A acusação de “armação” contradiz o discurso oficial adotado pelo próprio governo. Antes do episódio, o ministro da Justiça, Flávio Dino, havia feito elogios à PF pela “investigação séria” que teve como objetivo a “defesa da vida e da integridade de um senador de oposição ao nosso governo”. O canal de Lula no Telegram postou uma imagem com os dizeres “PF de Lula salva a vida de Moro”.

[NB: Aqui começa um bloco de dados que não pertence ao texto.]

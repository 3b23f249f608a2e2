//! What-if scenarios never see or disturb each other's facts.

mod common;

use common::{dollars, engine, request, value_of};
use factforge::scenario::ScenarioUpdate;
use factforge::{CalcError, ConflictError, FactQuery, Scenario, ScenarioId, ScenarioStatus, ValidationError};

fn salary_sacrifice() -> ScenarioId {
    ScenarioId::new("salary-sacrifice")
}

#[test]
fn scenario_facts_are_isolated_from_base() {
    let engine = engine();
    engine
        .scenarios()
        .create(Scenario::new(salary_sacrifice(), "Salary sacrifice 10k"))
        .unwrap();

    let base = engine.run(&request("100000")).unwrap();

    let mut what_if = request("90000");
    what_if.scenario_id = salary_sacrifice();
    what_if.client_data.insert("concessional", dollars("20000"));
    let alt = engine.run(&what_if).unwrap();

    assert!(alt.facts.iter().all(|f| f.scenario_id == salary_sacrifice()));
    assert!(base.facts.iter().all(|f| f.scenario_id.is_base()));

    let base_page = engine.facts(&FactQuery::scenario(ScenarioId::base())).unwrap();
    let alt_page = engine.facts(&FactQuery::scenario(salary_sacrifice())).unwrap();
    assert_eq!(base_page.total, base.facts.len());
    assert_eq!(alt_page.total, alt.facts.len());
    assert_eq!(*value_of(&base_page.facts, "pit.net_tax"), dollars("22788"));
}

#[test]
fn same_inputs_in_two_scenarios_are_two_facts() {
    let engine = engine();
    engine
        .scenarios()
        .create(Scenario::new(salary_sacrifice(), "Salary sacrifice"))
        .unwrap();

    let base = engine.run(&request("100000")).unwrap();
    let mut copy = request("100000");
    copy.scenario_id = salary_sacrifice();
    let alt = engine.run(&copy).unwrap();

    assert!(!alt.replayed);
    for (a, b) in base.facts.iter().zip(&alt.facts) {
        assert_eq!(a.topic, b.topic);
        assert_eq!(a.value, b.value);
        assert_ne!(a.id, b.id);
    }
}

#[test]
fn comparison_lines_up_topics_side_by_side() {
    let engine = engine();
    engine
        .scenarios()
        .create(Scenario::new(salary_sacrifice(), "Salary sacrifice"))
        .unwrap();

    engine
        .run(&request("100000").with_targets(["pit.net_tax"]))
        .unwrap();
    let mut what_if = request("90000").with_targets(["pit.net_tax"]);
    what_if.scenario_id = salary_sacrifice();
    engine.run(&what_if).unwrap();

    let comparison = engine
        .compare_scenarios(
            &[ScenarioId::base(), salary_sacrifice()],
            &FactQuery::default().topic("pit.net_tax"),
        )
        .unwrap();
    assert_eq!(comparison.scenarios, vec![ScenarioId::base(), salary_sacrifice()]);
    assert_eq!(comparison.rows.len(), 1);
    let row = &comparison.rows[0];
    assert_eq!(row.cells[0][0].value, dollars("22788"));
    // 90000: 4288 + 13500 income tax, 1800 levy, no offset.
    assert_eq!(row.cells[1][0].value, dollars("19588"));
}

#[test]
fn comparison_of_unknown_scenario_is_not_found() {
    let engine = engine();
    let err = engine
        .compare_scenarios(&[ScenarioId::base(), ScenarioId::new("nope")], &FactQuery::default())
        .unwrap_err();
    assert_eq!(err.kind(), "not_found");
}

#[test]
fn archived_scenario_is_read_only() {
    let engine = engine();
    let created = engine
        .scenarios()
        .create(Scenario::new(salary_sacrifice(), "Salary sacrifice"))
        .unwrap();
    let mut what_if = request("90000");
    what_if.scenario_id = salary_sacrifice();
    let before = engine.run(&what_if).unwrap();

    let archived = engine.scenarios().archive(&salary_sacrifice(), created.version).unwrap();
    assert_eq!(archived.status, ScenarioStatus::Archived);

    let mut again = request("80000");
    again.scenario_id = salary_sacrifice();
    let err = engine.run(&again).unwrap_err();
    assert!(matches!(err, CalcError::Validation(ValidationError::ScenarioArchived { .. })));

    // Existing facts remain readable.
    assert_eq!(engine.fact(before.facts[0].id).unwrap().id, before.facts[0].id);
}

#[test]
fn base_scenario_cannot_be_archived() {
    let engine = engine();
    let base = engine.scenarios().get(&ScenarioId::base()).unwrap();
    let err = engine.scenarios().archive(&ScenarioId::base(), base.version).unwrap_err();
    assert!(matches!(err, CalcError::Validation(ValidationError::BaseScenarioImmutable)));
}

#[test]
fn updates_use_optimistic_versions() {
    let engine = engine();
    let created = engine
        .scenarios()
        .create(Scenario::new(salary_sacrifice(), "Salary sacrifice"))
        .unwrap();

    let renamed = engine
        .scenarios()
        .update(
            &salary_sacrifice(),
            created.version,
            ScenarioUpdate {
                name: Some("Sacrifice 15k".to_string()),
                description: None,
            },
        )
        .unwrap();
    assert_eq!(renamed.version, created.version + 1);

    let err = engine
        .scenarios()
        .update(&salary_sacrifice(), created.version, ScenarioUpdate::default())
        .unwrap_err();
    assert!(matches!(err, CalcError::Conflict(ConflictError::VersionConflict { .. })));
}

#[test]
fn unknown_scenario_is_rejected_before_evaluation() {
    let engine = engine();
    let mut req = request("100000");
    req.scenario_id = ScenarioId::new("never-created");
    let err = engine.run(&req).unwrap_err();
    assert_eq!(err.kind(), "not_found");
}
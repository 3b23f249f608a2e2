//! Provenance edges and chain reconstruction.
//!
//! Edges are relational rows `(src, dst, relation)`:
//!
//! - Fact → Rule (`computed_by`)
//! - Fact → Fact (`derived_from`, upstream topics)
//! - Fact → Assumption (`uses`, the exact version read)
//! - Rule → Reference (`cites`, with pinpoint)
//!
//! [`ProvenanceBuilder`] walks these edges breadth-first from a fact, resolves
//! every node against its store, and returns a declarative
//! [`ProvenanceChain`].

use std::collections::{BTreeMap, HashSet, VecDeque};
use std::fmt;
use std::sync::Arc;

use chrono::{DateTime, NaiveDate, Utc};
use serde::{Deserialize, Serialize};
use uuid::Uuid;

use crate::decimal::Quantity;
use crate::error::{CalcError, CalcResult, ExecutionError, ValidationError};
use crate::fact::{Fact, FactId};
use crate::reference::AssumptionValue;
use crate::rule::{PrecedenceTier, Topic};
use crate::ruleset::RulesetId;
use crate::storage::{FactStore, ProvenanceStore, RuleStore, RulesetStore};
use crate::time::EffectiveWindow;

/// Hard ceiling on provenance traversal depth.
pub const MAX_PROVENANCE_DEPTH: usize = 15;

const EDGE_NAMESPACE: Uuid = Uuid::from_u128(0x9e27_44d1_0b6a_4f3e_8c55_e0a1_7b92_d364);

/// A node of the provenance graph.
#[derive(Debug, Clone, PartialEq, Eq, Hash, PartialOrd, Ord, Serialize, Deserialize)]
#[serde(tag = "kind", rename_all = "snake_case")]
pub enum NodeRef {
    /// A computed fact.
    Fact { id: FactId },
    /// A rule version inside a ruleset snapshot.
    Rule {
        ruleset_id: RulesetId,
        rule_id: String,
        version: u32,
    },
    /// A reference version.
    Reference { id: String, version: u32 },
    /// An assumption version.
    Assumption { key: String, version: u32 },
}

impl fmt::Display for NodeRef {
    fn fmt(&self, f: &mut fmt::Formatter<'_>) -> fmt::Result {
        match self {
            Self::Fact { id } => write!(f, "fact:{id}"),
            Self::Rule {
                ruleset_id,
                rule_id,
                version,
            } => write!(f, "rule:{ruleset_id}/{rule_id}@v{version}"),
            Self::Reference { id, version } => write!(f, "reference:{id}@v{version}"),
            Self::Assumption { key, version } => write!(f, "assumption:{key}@v{version}"),
        }
    }
}

/// Edge relation.
#[derive(Debug, Clone, Copy, PartialEq, Eq, Hash, PartialOrd, Ord, Serialize, Deserialize)]
#[serde(rename_all = "snake_case")]
pub enum Relation {
    /// Fact computed by rule.
    ComputedBy,
    /// Fact derived from an upstream fact.
    DerivedFrom,
    /// Rule cites a reference.
    Cites,
    /// Fact used an assumption version.
    Uses,
}

impl Relation {
    /// Wire name.
    #[must_use]
    pub const fn as_str(self) -> &'static str {
        match self {
            Self::ComputedBy => "computed_by",
            Self::DerivedFrom => "derived_from",
            Self::Cites => "cites",
            Self::Uses => "uses",
        }
    }
}

/// Deterministic edge identifier; identical edges share an id.
#[derive(Debug, Clone, Copy, PartialEq, Eq, Hash, PartialOrd, Ord, Serialize, Deserialize)]
#[serde(transparent)]
pub struct EdgeId(pub Uuid);

impl fmt::Display for EdgeId {
    fn fmt(&self, f: &mut fmt::Formatter<'_>) -> fmt::Result {
        write!(f, "{}", self.0)
    }
}

/// A provenance row.
#[derive(Debug, Clone, PartialEq, Eq, Serialize, Deserialize)]
pub struct ProvenanceEdge {
    /// Identifier derived from `(src, dst, relation, pinpoint)`.
    pub id: EdgeId,
    /// Source node.
    pub src: NodeRef,
    /// Destination node.
    pub dst: NodeRef,
    /// Relation.
    pub relation: Relation,
    /// Pinpoint locator for `cites` edges.
    #[serde(default)]
    pub pinpoint: Option<String>,
    /// When the row was written.
    pub created_at: DateTime<Utc>,
}

impl ProvenanceEdge {
    /// Creates an edge.
    #[must_use]
    pub fn new(src: NodeRef, dst: NodeRef, relation: Relation, pinpoint: Option<String>) -> Self {
        let name = format!(
            "{src}\u{1f}{dst}\u{1f}{}\u{1f}{}",
            relation.as_str(),
            pinpoint.as_deref().unwrap_or("")
        );
        Self {
            id: EdgeId(Uuid::new_v5(&EDGE_NAMESPACE, name.as_bytes())),
            src,
            dst,
            relation,
            pinpoint,
            created_at: Utc::now(),
        }
    }
}

/// Resolved content of a chain node.
#[derive(Debug, Clone, PartialEq, Eq, Serialize, Deserialize)]
#[serde(tag = "kind", rename_all = "snake_case")]
pub enum NodeDetail {
    Fact {
        topic: Topic,
        value: Quantity,
        as_of: NaiveDate,
        scenario_id: String,
        ruleset_id: RulesetId,
    },
    Rule {
        topic: Topic,
        tier: PrecedenceTier,
        window: EffectiveWindow,
        description: Option<String>,
    },
    Reference {
        title: String,
        publisher: Option<String>,
        window: EffectiveWindow,
    },
    Assumption {
        value: AssumptionValue,
        window: EffectiveWindow,
    },
}

/// A node in a reconstructed chain.
#[derive(Debug, Clone, PartialEq, Eq, Serialize, Deserialize)]
pub struct ChainNode {
    /// Node identity.
    pub node: NodeRef,
    /// Hops from the root fact.
    pub depth: usize,
    /// Resolved content.
    pub detail: NodeDetail,
}

/// An edge in a reconstructed chain.
#[derive(Debug, Clone, PartialEq, Eq, Serialize, Deserialize)]
pub struct ChainEdge {
    pub src: NodeRef,
    pub dst: NodeRef,
    pub relation: Relation,
    pub pinpoint: Option<String>,
}

/// Declarative derivation of one fact.
#[derive(Debug, Clone, PartialEq, Eq, Serialize, Deserialize)]
pub struct ProvenanceChain {
    /// Fact being explained.
    pub root: FactId,
    /// Nodes in breadth-first order; the root is first.
    pub nodes: Vec<ChainNode>,
    /// Edges traversed.
    pub edges: Vec<ChainEdge>,
    /// Deepest hop reached.
    pub depth: usize,
}

impl ProvenanceChain {
    /// Nodes of one kind, for assertions and rendering.
    pub fn nodes_where(&self, pred: impl Fn(&NodeRef) -> bool) -> impl Iterator<Item = &ChainNode> {
        self.nodes.iter().filter(move |n| pred(&n.node))
    }
}

/// Reconstructs provenance chains from the edge store.
#[derive(Clone)]
pub struct ProvenanceBuilder {
    facts: Arc<dyn FactStore>,
    edges: Arc<dyn ProvenanceStore>,
    rulesets: Arc<dyn RulesetStore>,
    rules: Arc<dyn RuleStore>,
    max_depth: usize,
}

impl ProvenanceBuilder {
    /// Creates a builder. `max_depth` is clamped to [`MAX_PROVENANCE_DEPTH`].
    #[must_use]
    pub fn new(
        facts: Arc<dyn FactStore>,
        edges: Arc<dyn ProvenanceStore>,
        rulesets: Arc<dyn RulesetStore>,
        rules: Arc<dyn RuleStore>,
        max_depth: usize,
    ) -> Self {
        Self {
            facts,
            edges,
            rulesets,
            rules,
            max_depth: max_depth.min(MAX_PROVENANCE_DEPTH),
        }
    }

    /// Explains one fact.
    ///
    /// # Errors
    ///
    /// - `NotFound` if the fact does not exist.
    /// - `ProvenanceDepthExceeded` if the chain is deeper than the cap.
    /// - `DanglingProvenance` if any node does not resolve.
    pub fn explain(&self, fact_id: FactId) -> CalcResult<ProvenanceChain> {
        let Some(root_fact) = self.facts.get(fact_id)? else {
            return Err(ValidationError::NotFound {
                resource: "fact",
                id: fact_id.to_string(),
            }
            .into());
        };
        let as_of = root_fact.as_of;
        let root = NodeRef::Fact { id: fact_id };

        let mut nodes = vec![ChainNode {
            node: root.clone(),
            depth: 0,
            detail: fact_detail(&root_fact),
        }];
        let mut edges = Vec::new();
        let mut seen: HashSet<NodeRef> = HashSet::from([root.clone()]);
        let mut queue: VecDeque<(NodeRef, usize)> = VecDeque::from([(root, 0)]);
        let mut deepest = 0;

        while let Some((node, depth)) = queue.pop_front() {
            for edge in self.edges.edges_from(&node)? {
                // A rule can cite several versions of one reference across
                // years; only the version in force for this fact belongs here.
                let detail = match self.resolve(&edge.dst)? {
                    Some(detail) => detail,
                    None => {
                        return Err(ExecutionError::DanglingProvenance {
                            node: edge.dst.to_string(),
                        }
                        .into())
                    }
                };
                if edge.relation == Relation::Cites && !detail_in_force(&detail, as_of) {
                    continue;
                }
                let next = depth + 1;
                if next > self.max_depth {
                    return Err(ExecutionError::ProvenanceDepthExceeded {
                        fact_id: fact_id.to_string(),
                        max_depth: self.max_depth,
                    }
                    .into());
                }
                edges.push(ChainEdge {
                    src: edge.src.clone(),
                    dst: edge.dst.clone(),
                    relation: edge.relation,
                    pinpoint: edge.pinpoint.clone(),
                });
                if seen.insert(edge.dst.clone()) {
                    deepest = deepest.max(next);
                    nodes.push(ChainNode {
                        node: edge.dst.clone(),
                        depth: next,
                        detail,
                    });
                    queue.push_back((edge.dst, next));
                }
            }
        }

        Ok(ProvenanceChain {
            root: fact_id,
            nodes,
            edges,
            depth: deepest,
        })
    }

    /// Explains several facts; each result stands alone.
    #[must_use]
    pub fn explain_batch(&self, fact_ids: &[FactId]) -> BTreeMap<FactId, CalcResult<ProvenanceChain>> {
        fact_ids.iter().map(|id| (*id, self.explain(*id))).collect()
    }

    fn resolve(&self, node: &NodeRef) -> Result<Option<NodeDetail>, CalcError> {
        Ok(match node {
            NodeRef::Fact { id } => self.facts.get(*id)?.map(|f| fact_detail(&f)),
            NodeRef::Rule {
                ruleset_id,
                rule_id,
                version,
            } => self.rulesets.get(ruleset_id)?.and_then(|snapshot| {
                snapshot
                    .rules
                    .iter()
                    .find(|r| r.id == *rule_id && r.version == *version)
                    .map(|r| NodeDetail::Rule {
                        topic: r.topic.clone(),
                        tier: r.tier,
                        window: r.window,
                        description: r.description.clone(),
                    })
            }),
            NodeRef::Reference { id, version } => {
                self.rules
                    .reference_version(id, *version)?
                    .map(|r| NodeDetail::Reference {
                        title: r.title,
                        publisher: r.publisher,
                        window: r.window,
                    })
            }
            NodeRef::Assumption { key, version } => {
                self.rules
                    .assumption_version(key, *version)?
                    .map(|a| NodeDetail::Assumption {
                        value: a.value,
                        window: a.window,
                    })
            }
        })
    }
}

fn fact_detail(fact: &Fact) -> NodeDetail {
    NodeDetail::Fact {
        topic: fact.topic.clone(),
        value: fact.value.clone(),
        as_of: fact.as_of,
        scenario_id: fact.scenario_id.to_string(),
        ruleset_id: fact.ruleset_id.clone(),
    }
}

fn detail_in_force(detail: &NodeDetail, as_of: NaiveDate) -> bool {
    match detail {
        NodeDetail::Reference { window, .. } => window.contains(as_of),
        _ => true,
    }
}

#[cfg(test)]
mod tests {
    use super::*;

    #[test]
    fn identical_edges_share_an_id() {
        let fact = NodeRef::Fact {
            id: FactId(Uuid::nil()),
        };
        let rule = NodeRef::Rule {
            ruleset_id: RulesetId::parse("ruleset-20240701").unwrap(),
            rule_id: "pit.income_tax".to_string(),
            version: 1,
        };
        let a = ProvenanceEdge::new(fact.clone(), rule.clone(), Relation::ComputedBy, None);
        let b = ProvenanceEdge::new(fact.clone(), rule.clone(), Relation::ComputedBy, None);
        let c = ProvenanceEdge::new(rule, fact, Relation::ComputedBy, None);
        assert_eq!(a.id, b.id);
        assert_ne!(a.id, c.id);
    }

    #[test]
    fn pinpoint_is_part_of_edge_identity() {
        let rule = NodeRef::Rule {
            ruleset_id: RulesetId::parse("ruleset-20240701").unwrap(),
            rule_id: "pit.income_tax".to_string(),
            version: 1,
        };
        let reference = NodeRef::Reference {
            id: "ITAA1997".to_string(),
            version: 1,
        };
        let a = ProvenanceEdge::new(rule.clone(), reference.clone(), Relation::Cites, Some("s 4-10".into()));
        let b = ProvenanceEdge::new(rule, reference, Relation::Cites, Some("Sch 7".into()));
        assert_ne!(a.id, b.id);
    }

    #[test]
    fn node_ref_display_and_json() {
        let node = NodeRef::Assumption {
            key: "medicare.rate".to_string(),
            version: 2,
        };
        assert_eq!(node.to_string(), "assumption:medicare.rate@v2");
        let json = serde_json::to_value(&node).unwrap();
        assert_eq!(json["kind"], "assumption");
        assert_eq!(json["version"], 2);
    }
}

A repercussão do caso se deve também a críticos do PT, como parlamentares lavajatistas e apoiadores do ex-presidente Jair Bolsonaro. “Senhor presidente Lula, o senhor que dá risada da ameaça a um senador e a sua família pelo crime organizado, eu lhe pergunto, o senhor não tem decência?”, escreveu Sergio Moro no Twitter. O deputado federal e ex-procurador Deltan Dallagnol (Podemos-PR) e o senador Flávio Bolsonaro (PL-RJ) também geraram engajamento em posts criticando Lula e o PT.
Contraponto
O Estadão perguntou para a Secretaria de Comunicação Social (Secom) da Presidência da República se as declarações do presidente Lula podem ter amplificado o cenário de desinformação na internet. Não houve resposta. O youtuber Thiago dos Reis também foi procurado por mensagens diretas nas redes sociais e não respondeu às tentativas de contato.